Prime Minister Anthony Albanese said Australia remains committed to maintaining the “status quo” towards China, but will defend its national interests and values.
China fired nearly a dozen ballistic missiles during live-fire exercises near Taiwan in the wake of US House Speaker Nancy Pelosi’s controversial visit to the island earlier this week.

The state-controlled media also warned the US that it would bear the brunt of “all consequences” for the ongoing visit.

Albanese would not be drawn to comment on Pelosi’s visit, but said his government wants regional peace and security amid ongoing tensions.
“Australia has said we don’t want to change the status quo and that is the position of the United States,” he told ABC radio on Friday.
“I do not comment on the decisions that the president of the United States made the decision to visit there.

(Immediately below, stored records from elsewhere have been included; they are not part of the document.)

use anyhow::{Context, Result};
use dotenvy::dotenv;
use std::env;
use std::time::Duration;

#[derive(Clone, Debug)]
pub struct Config {
    pub adapter_id: Option<String>,
    pub scan_duration_secs: u64,
    pub scan_interval_secs: u64,

    pub retry_attempts: u32,
    pub retry_delay_secs: f64,
    pub retry_base: f64,

    pub store_endpoint: String,
    pub store_token: String,
    pub store_org: String,
    pub store_bucket: String,
    pub weather_bucket: String,

    pub batch_size: usize,
    pub flush_interval_ms: u64,
    pub max_buffer_size: usize,

    pub forecast_endpoint: String,
    pub forecast_timeout_secs: u64,
    pub forecast_retry_attempts: u32,
    pub forecast_retry_delay_secs: f64,
    pub forecast_rate_limit_per_minute: u32,

    pub breaker_failure_threshold: u32,
    pub breaker_recovery_secs: u64,

    pub location_lat: f64,
    pub location_lon: f64,
    pub timezone: String,

    pub forecast_days: u32,
    pub historical_days: u32,
    pub forecast_interval_minutes: u64,

    pub otlp_endpoint: Option<String>,
}

impl Config {
    pub fn from_env() -> Result<Self> {
        dotenv().ok();

        let store_endpoint = env::var("STORE_ENDPOINT")
            .ok()
            .map(|v| v.trim().to_string())
            .filter(|v| !v.is_empty())
            .context("STORE_ENDPOINT is required")?;
        let store_token = env::var("STORE_TOKEN")
            .ok()
            .map(|v| v.trim().to_string())
            .filter(|v| !v.is_empty())
            .context("STORE_TOKEN is required")?;
        let store_org = env::var("STORE_ORG")
            .ok()
            .map(|v| v.trim().to_string())
            .filter(|v| !v.is_empty())
            .context("STORE_ORG is required")?;
        let store_bucket = env::var("STORE_BUCKET")
            .ok()
            .map(|v| v.trim().to_string())
            .filter(|v| !v.is_empty())
            .context("STORE_BUCKET is required")?;
        let weather_bucket =
            env::var("WEATHER_BUCKET").unwrap_or_else(|_| "weather".to_string());

        let adapter_id = env::var("ADAPTER_ID")
            .ok()
            .map(|v| v.trim().to_string())
            .filter(|v| !v.is_empty() && v != "auto");

        let scan_duration_secs = parse_env("SCAN_DURATION", 10);
        let scan_interval_secs = parse_env("SCAN_INTERVAL", 60);

        let retry_attempts = parse_env("RETRY_ATTEMPTS", 3);
        let retry_delay_secs = parse_env("RETRY_DELAY", 2.0);
        let retry_base = parse_env("RETRY_EXPONENTIAL_BASE", 2.0);

        let batch_size = parse_env("BATCH_SIZE", 100);
        let flush_interval_ms = parse_env("FLUSH_INTERVAL_MS", 10_000);
        let max_buffer_size = parse_env("MAX_BUFFER_SIZE", 10_000);

        let forecast_endpoint = env::var("FORECAST_ENDPOINT")
            .unwrap_or_else(|_| "https://api.open-meteo.com/v1".to_string());
        let forecast_timeout_secs = parse_env("FORECAST_TIMEOUT", 30);
        let forecast_retry_attempts = parse_env("FORECAST_RETRY_ATTEMPTS", 3);
        let forecast_retry_delay_secs = parse_env("FORECAST_RETRY_DELAY", 2.0);
        let forecast_rate_limit_per_minute = parse_env("FORECAST_RATE_LIMIT_PER_MINUTE", 10);

        let breaker_failure_threshold = parse_env("BREAKER_FAILURE_THRESHOLD", 5);
        let breaker_recovery_secs = parse_env("BREAKER_RECOVERY_SECONDS", 300);

        let location_lat = parse_env("LOCATION_LAT", 0.0);
        let location_lon = parse_env("LOCATION_LON", 0.0);
        let timezone = env::var("TIMEZONE").unwrap_or_else(|_| "UTC".to_string());

        let forecast_days = parse_env("FORECAST_DAYS", 7);
        let historical_days = parse_env("HISTORICAL_DAYS", 7);
        let forecast_interval_minutes = parse_env("FORECAST_INTERVAL_MINUTES", 60);

        let otlp_endpoint = env::var("OTEL_EXPORTER_OTLP_ENDPOINT").ok();

        Ok(Self {
            adapter_id,
            scan_duration_secs,
            scan_interval_secs,
            retry_attempts,
            retry_delay_secs,
            retry_base,
            store_endpoint,
            store_token,
            store_org,
            store_bucket,
            weather_bucket,
            batch_size,
            flush_interval_ms,
            max_buffer_size,
            forecast_endpoint,
            forecast_timeout_secs,
            forecast_retry_attempts,
            forecast_retry_delay_secs,
            forecast_rate_limit_per_minute,
            breaker_failure_threshold,
            breaker_recovery_secs,
            location_lat,
            location_lon,
            timezone,
            forecast_days,
            historical_days,
            forecast_interval_minutes,
            otlp_endpoint,
        })
    }

    pub fn flush_interval(&self) -> Duration {
        Duration::from_millis(self.flush_interval_ms)
    }

    pub fn retry_delay(&self) -> Duration {
        Duration::from_secs_f64(self.retry_delay_secs)
    }

    pub fn forecast_retry_delay(&self) -> Duration {
        Duration::from_secs_f64(self.forecast_retry_delay_secs)
    }

    pub fn breaker_recovery(&self) -> Duration {
        Duration::from_secs(self.breaker_recovery_secs)
    }

    pub fn forecast_interval(&self) -> Duration {
        Duration::from_secs(self.forecast_interval_minutes * 60)
    }

    pub fn scan_duration(&self) -> Duration {
        Duration::from_secs(self.scan_duration_secs)
    }

    /// True when `other` differs in a setting the running components cannot
    /// pick up without being torn down and re-created.
    pub fn critical_diff(&self, other: &Config) -> bool {
        self.store_endpoint != other.store_endpoint
            || self.store_token != other.store_token
            || self.store_org != other.store_org
            || self.adapter_id != other.adapter_id
    }
}

fn parse_env<T: std::str::FromStr>(key: &str, default: T) -> T {
    env::var(key)
        .ok()
        .and_then(|v| v.trim().parse().ok())
        .unwrap_or(default)
}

“It really is their business.”

The prime minister urged caution in the wake of China’s military exercises.
“We need to continue on the path we’re on, which is to seek cooperation and positive relations with China where we can, but we stand up for Australian values ​​and Australian national interests where we must,” Albanese said.

“This includes the issue of law…to allow for safe navigation and passage, including across the South China Sea.”

Secretary of State Penny Wong has warned that Beijing’s actions could lead to accidental conflict.
Liberal Senator James Patterson also called for calm, while condemning China’s response to the trip.
“I would encourage the government to look, as we have done in the past, and call on China to exercise restraint and avoid actions that could lead to miscalculation or accidents,” he told ABC Radio.

“The military exercises that are taking place all over Taiwan today are very risky and could easily inadvertently cause harm, and China really needs to undo those measures.”

Senator Patterson, who visited the island, said that was consistent with the “one China” policy backed by Australia and the United States.
“It is a grossly disproportionate response to the firing of ballistic missiles into your neighbors’ territorial waters in response to a congressional delegation,” he said.
“It is quite usual for members of the US Congress, including the Speaker of the House of Representatives, to visit Taiwan.”
US Deputy Secretary of State Wendy Sherman will visit Canberra on Monday for talks with Senator Wong and officials.